_Task details:_
Return every entry exactly. Leave nothing out.

....................

//! IR remote through the kernel's evdev interface (`gpio_ir_recv` with an
//! rc keymap loaded).

use evdev::{InputEventKind, Key};
use radioclick_proto::protocol::{InputCode, InputSource, RawInputEvent};
use tokio::sync::mpsc;
use tracing::{debug, info};

use crate::core::CoreEvent;

/// evdev key values.
const KEY_DOWN: i32 = 1;

fn key_code(key: Key) -> Option<InputCode> {
    match key {
        Key::KEY_NEXT => Some(InputCode::KeyNext),
        Key::KEY_PREVIOUS => Some(InputCode::KeyPrevious),
        Key::KEY_VOLUMEUP => Some(InputCode::KeyVolumeUp),
        Key::KEY_VOLUMEDOWN => Some(InputCode::KeyVolumeDown),
        _ => None,
    }
}

pub async fn run(device_name: String, tx: mpsc::Sender<CoreEvent>) -> anyhow::Result<()> {
    let (path, device) = evdev::enumerate()
        .find(|(_, d)| d.name() == Some(device_name.as_str()))
        .ok_or_else(|| anyhow::anyhow!("no input device named '{}'", device_name))?;
    info!("ir: listening on '{}' ({})", device_name, path.display());

    let mut events = device.into_event_stream()?;
    loop {
        let event = events.next_event().await?;
        let InputEventKind::Key(key) = event.kind() else {
            continue;
        };
        // Releases and autorepeat are ignored.
        if event.value() != KEY_DOWN {
            continue;
        }
        let Some(code) = key_code(key) else {
            debug!("ir: unmapped key {:?}", key);
            continue;
        };
        let raw = RawInputEvent::now(InputSource::Ir, code);
        if tx.send(CoreEvent::Input(raw)).await.is_err() {
            return Ok(());
        }
    }
}

#[cfg(test)]
mod tests {
    use super::*;

    #[test]
    fn test_media_keys_are_mapped() {
        assert_eq!(key_code(Key::KEY_NEXT), Some(InputCode::KeyNext));
        assert_eq!(key_code(Key::KEY_PREVIOUS), Some(InputCode::KeyPrevious));
        assert_eq!(key_code(Key::KEY_VOLUMEUP), Some(InputCode::KeyVolumeUp));
        assert_eq!(key_code(Key::KEY_VOLUMEDOWN), Some(InputCode::KeyVolumeDown));
        assert_eq!(key_code(Key::KEY_A), None);
    }
}
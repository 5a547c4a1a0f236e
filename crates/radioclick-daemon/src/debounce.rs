//! Turns raw button/IR codes into gestures.
//!
//! The IR remote has one key per intent, so its codes map straight through.
//! The push button has only presses: a single press means `Next`, two presses
//! inside `window` mean `SkipForward`.  Telling them apart needs a timer; the
//! debouncer only records the deadline and the core loop calls `expire` when
//! it passes.

use std::time::Duration;

use radioclick_proto::protocol::{Gesture, InputCode, RawInputEvent};
use tokio::time::Instant;
use tracing::trace;

#[derive(Debug)]
pub struct Debouncer {
    window: Duration,
    /// Deadline of the single press waiting for a partner.
    pending: Option<Instant>,
}

impl Debouncer {
    pub fn new(window: Duration) -> Self {
        Self {
            window,
            pending: None,
        }
    }

    pub fn deadline(&self) -> Option<Instant> {
        self.pending
    }

    pub fn feed(&mut self, event: RawInputEvent) -> Option<Gesture> {
        match event.code {
            InputCode::Release => None,
            InputCode::KeyNext => Some(Gesture::Next),
            InputCode::KeyPrevious => Some(Gesture::Previous),
            InputCode::KeyVolumeUp => Some(Gesture::VolumeUp),
            InputCode::KeyVolumeDown => Some(Gesture::VolumeDown),
            InputCode::Press => self.press(event.at),
        }
    }

    fn press(&mut self, at: Instant) -> Option<Gesture> {
        match self.pending.take() {
            Some(deadline) if at < deadline => {
                trace!("debounce: second press inside window");
                Some(Gesture::SkipForward)
            }
            Some(_) => {
                // The earlier window ran out before the loop got to it.
                self.pending = Some(at + self.window);
                Some(Gesture::Next)
            }
            None => {
                self.pending = Some(at + self.window);
                None
            }
        }
    }

    /// Resolve a pending single press once its window has passed.
    pub fn expire(&mut self, now: Instant) -> Option<Gesture> {
        match self.pending {
            Some(deadline) if now >= deadline => {
                self.pending = None;
                Some(Gesture::Next)
            }
            _ => None,
        }
    }
}
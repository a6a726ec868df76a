//! Swing-point detection and market-structure signals over OHLC candles.

pub mod config;
pub mod core;
pub mod demo;
pub mod indicators;
pub mod logging;
pub mod models;
pub mod services;
pub mod signals;
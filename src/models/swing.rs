//! Swing points and market-structure labels.

use chrono::{DateTime, Utc};
use serde::{Deserialize, Serialize};
use std::fmt;

/// Which extremum a swing point marks
#[derive(Debug, Clone, Copy, PartialEq, Eq, Hash, Serialize, Deserialize)]
#[serde(rename_all = "lowercase")]
pub enum SwingKind {
    High,
    Low,
}

/// Relationship of a swing point to the previous swing point of the same kind
#[derive(Debug, Clone, Copy, PartialEq, Eq, Hash, Serialize, Deserialize)]
pub enum SwingPattern {
    /// Higher high
    HH,
    /// Lower high
    LH,
    /// Higher low
    HL,
    /// Lower low
    LL,
}

impl SwingPattern {
    pub fn as_str(&self) -> &'static str {
        match self {
            SwingPattern::HH => "HH",
            SwingPattern::LH => "LH",
            SwingPattern::HL => "HL",
            SwingPattern::LL => "LL",
        }
    }

    pub fn is_bullish(&self) -> bool {
        matches!(self, SwingPattern::HH | SwingPattern::HL)
    }
}

impl fmt::Display for SwingPattern {
    fn fmt(&self, f: &mut fmt::Formatter<'_>) -> fmt::Result {
        f.write_str(self.as_str())
    }
}

/// A local extremum detected in a candle series.
#[derive(Debug, Clone, PartialEq, Serialize, Deserialize)]
pub struct SwingPoint {
    /// Position in the candle series
    pub index: usize,
    pub time: DateTime<Utc>,
    /// Candle high for swing highs, candle low for swing lows
    pub price: f64,
    #[serde(rename = "type")]
    pub kind: SwingKind,
    pub pattern: SwingPattern,
}

impl SwingPoint {
    pub fn is_high(&self) -> bool {
        self.kind == SwingKind::High
    }

    pub fn is_low(&self) -> bool {
        self.kind == SwingKind::Low
    }
}

impl fmt::Display for SwingPoint {
    fn fmt(&self, f: &mut fmt::Formatter<'_>) -> fmt::Result {
        write!(f, "{} {:.2} @ #{}", self.pattern, self.price, self.index)
    }
}

/// Aggregate trend derived from the most recent swing points
#[derive(Debug, Clone, Copy, PartialEq, Eq, Hash, Serialize, Deserialize)]
#[serde(rename_all = "UPPERCASE")]
pub enum Trend {
    Uptrend,
    Downtrend,
    Sideways,
}

impl Trend {
    pub fn as_str(&self) -> &'static str {
        match self {
            Trend::Uptrend => "UPTREND",
            Trend::Downtrend => "DOWNTREND",
            Trend::Sideways => "SIDEWAYS",
        }
    }
}

impl fmt::Display for Trend {
    fn fmt(&self, f: &mut fmt::Formatter<'_>) -> fmt::Result {
        f.write_str(self.as_str())
    }
}
//! Shared data models spanning the engine layers.

pub mod candle;
pub mod signal;
pub mod swing;

pub use candle::Candle;
pub use signal::{SignalDirection, SignalResult, StructureAnalysis};
pub use swing::{SwingKind, SwingPattern, SwingPoint, Trend};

....................

_Finished exercise:_
//! IR remote through the kernel's evdev interface (`gpio_ir_recv` with an
//! rc keymap loaded).

use evdev::{InputEventKind, Key};
use radioclick_proto::protocol::{InputCode, InputSource, RawInputEvent};
use tokio::sync::mpsc;
use tracing::{debug, info};

use crate::core::CoreEvent;

/// evdev key values.
const KEY_DOWN: i32 = 1;

fn key_code(key: Key) -> Option<InputCode> {
    match key {
        Key::KEY_NEXT => Some(InputCode::KeyNext),
        Key::KEY_PREVIOUS => Some(InputCode::KeyPrevious),
        Key::KEY_VOLUMEUP => Some(InputCode::KeyVolumeUp),
        Key::KEY_VOLUMEDOWN => Some(InputCode::KeyVolumeDown),
        _ => None,
    }
}

pub async fn run(device_name: String, tx: mpsc::Sender<CoreEvent>) -> anyhow::Result<()> {
    let (path, device) = evdev::enumerate()
        .find(|(_, d)| d.name() == Some(device_name.as_str()))
        .ok_or_else(|| anyhow::anyhow!("no input device named '{}'", device_name))?;
    info!("ir: listening on '{}' ({})", device_name, path.display());

    let mut events = device.into_event_stream()?;
    loop {
        let event = events.next_event().await?;
        let InputEventKind::Key(key) = event.kind() else {
            continue;
        };
        // Releases and autorepeat are ignored.
        if event.value() != KEY_DOWN {
            continue;
        }
        let Some(code) = key_code(key) else {
            debug!("ir: unmapped key {:?}", key);
            continue;
        };
        let raw = RawInputEvent::now(InputSource::Ir, code);
        if tx.send(CoreEvent::Input(raw)).await.is_err() {
            return Ok(());
        }
    }
}

#[cfg(test)]
mod tests {
    use super::*;

    #[test]
    fn test_media_keys_are_mapped() {
        assert_eq!(key_code(Key::KEY_NEXT), Some(InputCode::KeyNext));
        assert_eq!(key_code(Key::KEY_PREVIOUS), Some(InputCode::KeyPrevious));
        assert_eq!(key_code(Key::KEY_VOLUMEUP), Some(InputCode::KeyVolumeUp));
        assert_eq!(key_code(Key::KEY_VOLUMEDOWN), Some(InputCode::KeyVolumeDown));
        assert_eq!(key_code(Key::KEY_A), None);
    }
}
repository 5a547c4a1a0f236e
filename crates/radioclick-daemon/src/debounce.rs
//! Turns raw button/IR codes into gestures.
//!
//! The IR remote has one key per intent, so its codes map straight through.
//! The push button has only presses: a single press means `Next`, two presses
//! inside `window` mean `SkipForward`.  Telling them apart needs a timer; the
//! debouncer only records the deadline and the core loop calls `expire` when
//! it passes.

use std::time::Duration;

use radioclick_proto::protocol::{Gesture, InputCode, RawInputEvent};
use tokio::time::Instant;
use tracing::trace;

#[derive(Debug)]
pub struct Debouncer {
    window: Duration,
    /// Deadline of the single press waiting for a partner.
    pending: Option<Instant>,
}

impl Debouncer {
    pub fn new(window: Duration) -> Self {
        Self {
            window,
            pending: None,
        }
    }

    pub fn deadline(&self) -> Option<Instant> {
        self.pending
    }

    pub fn feed(&mut self, event: RawInputEvent) -> Option<Gesture> {
        match event.code {
            InputCode::Release => None,
            InputCode::KeyNext => Some(Gesture::Next),
            InputCode::KeyPrevious => Some(Gesture::Previous),
            InputCode::KeyVolumeUp => Some(Gesture::VolumeUp),
            InputCode::KeyVolumeDown => Some(Gesture::VolumeDown),
            InputCode::Press => self.press(event.at),
        }
    }

    fn press(&mut self, at: Instant) -> Option<Gesture> {
        match self.pending.take() {
            Some(deadline) if at < deadline => {
                trace!("debounce: second press inside window");
                Some(Gesture::SkipForward)
            }
            Some(_) => {
                // The earlier window ran out before the loop got to it.
                self.pending = Some(at + self.window);
                Some(Gesture::Next)
            }
            None => {
                self.pending = Some(at + self.window);
                None
            }
        }
    }

    /// Resolve a pending single press once its window has passed.
    pub fn expire(&mut self, now: Instant) -> Option<Gesture> {
        match self.pending {
            Some(deadline) if now >= deadline => {
                self.pending = None;
                Some(Gesture::Next)
            }
            _ => None,
        }
    }
}
repository a6a726ec868df76a
//! Swing-point detection and market-structure signals over OHLC candles.

pub mod config;
pub mod core;
pub mod demo;
pub mod indicators;
pub mod logging;
pub mod models;
pub mod services;
pub mod signals;
filename src/models/swing.rs
//! Swing points and market-structure labels.

use chrono::{DateTime, Utc};
use serde::{Deserialize, Serialize};
use std::fmt;

/// Which extremum a swing point marks
#[derive(Debug, Clone, Copy, PartialEq, Eq, Hash, Serialize, Deserialize)]
#[serde(rename_all = "lowercase")]
pub enum SwingKind {
    High,
    Low,
}

/// Relationship of a swing point to the previous swing point of the same kind
#[derive(Debug, Clone, Copy, PartialEq, Eq, Hash, Serialize, Deserialize)]
pub enum SwingPattern {
    /// Higher high
    HH,
    /// Lower high
    LH,
    /// Higher low
    HL,
    /// Lower low
    LL,
}

impl SwingPattern {
    pub fn as_str(&self) -> &'static str {
        match self {
            SwingPattern::HH => "HH",
            SwingPattern::LH => "LH",
            SwingPattern::HL => "HL",
            SwingPattern::LL => "LL",
        }
    }

    pub fn is_bullish(&self) -> bool {
        matches!(self, SwingPattern::HH | SwingPattern::HL)
    }
}

impl fmt::Display for SwingPattern {
    fn fmt(&self, f: &mut fmt::Formatter<'_>) -> fmt::Result {
        f.write_str(self.as_str())
    }
}

/// A local extremum detected in a candle series.
#[derive(Debug, Clone, PartialEq, Serialize, Deserialize)]
pub struct SwingPoint {
    /// Position in the candle series
    pub index: usize,
    pub time: DateTime<Utc>,
    /// Candle high for swing highs, candle low for swing lows
    pub price: f64,
    #[serde(rename = "type")]
    pub kind: SwingKind,
    pub pattern: SwingPattern,
}

impl SwingPoint {
    pub fn is_high(&self) -> bool {
        self.kind == SwingKind::High
    }

    pub fn is_low(&self) -> bool {
        self.kind == SwingKind::Low
    }
}

impl fmt::Display for SwingPoint {
    fn fmt(&self, f: &mut fmt::Formatter<'_>) -> fmt::Result {
        write!(f, "{} {:.2} @ #{}", self.pattern, self.price, self.index)
    }
}

/// Aggregate trend derived from the most recent swing points
#[derive(Debug, Clone, Copy, PartialEq, Eq, Hash, Serialize, Deserialize)]
#[serde(rename_all = "UPPERCASE")]
pub enum Trend {
    Uptrend,
    Downtrend,
    Sideways,
}

impl Trend {
    pub fn as_str(&self) -> &'static str {
        match self {
            Trend::Uptrend => "UPTREND",
            Trend::Downtrend => "DOWNTREND",
            Trend::Sideways => "SIDEWAYS",
        }
    }
}

impl fmt::Display for Trend {
    fn fmt(&self, f: &mut fmt::Formatter<'_>) -> fmt::Result {
        f.write_str(self.as_str())
    }
}
//! Shared data models spanning the engine layers.

pub mod candle;
pub mod signal;
pub mod swing;

pub use candle::Candle;
pub use signal::{SignalDirection, SignalResult, StructureAnalysis};
pub use swing::{SwingKind, SwingPattern, SwingPoint, Trend};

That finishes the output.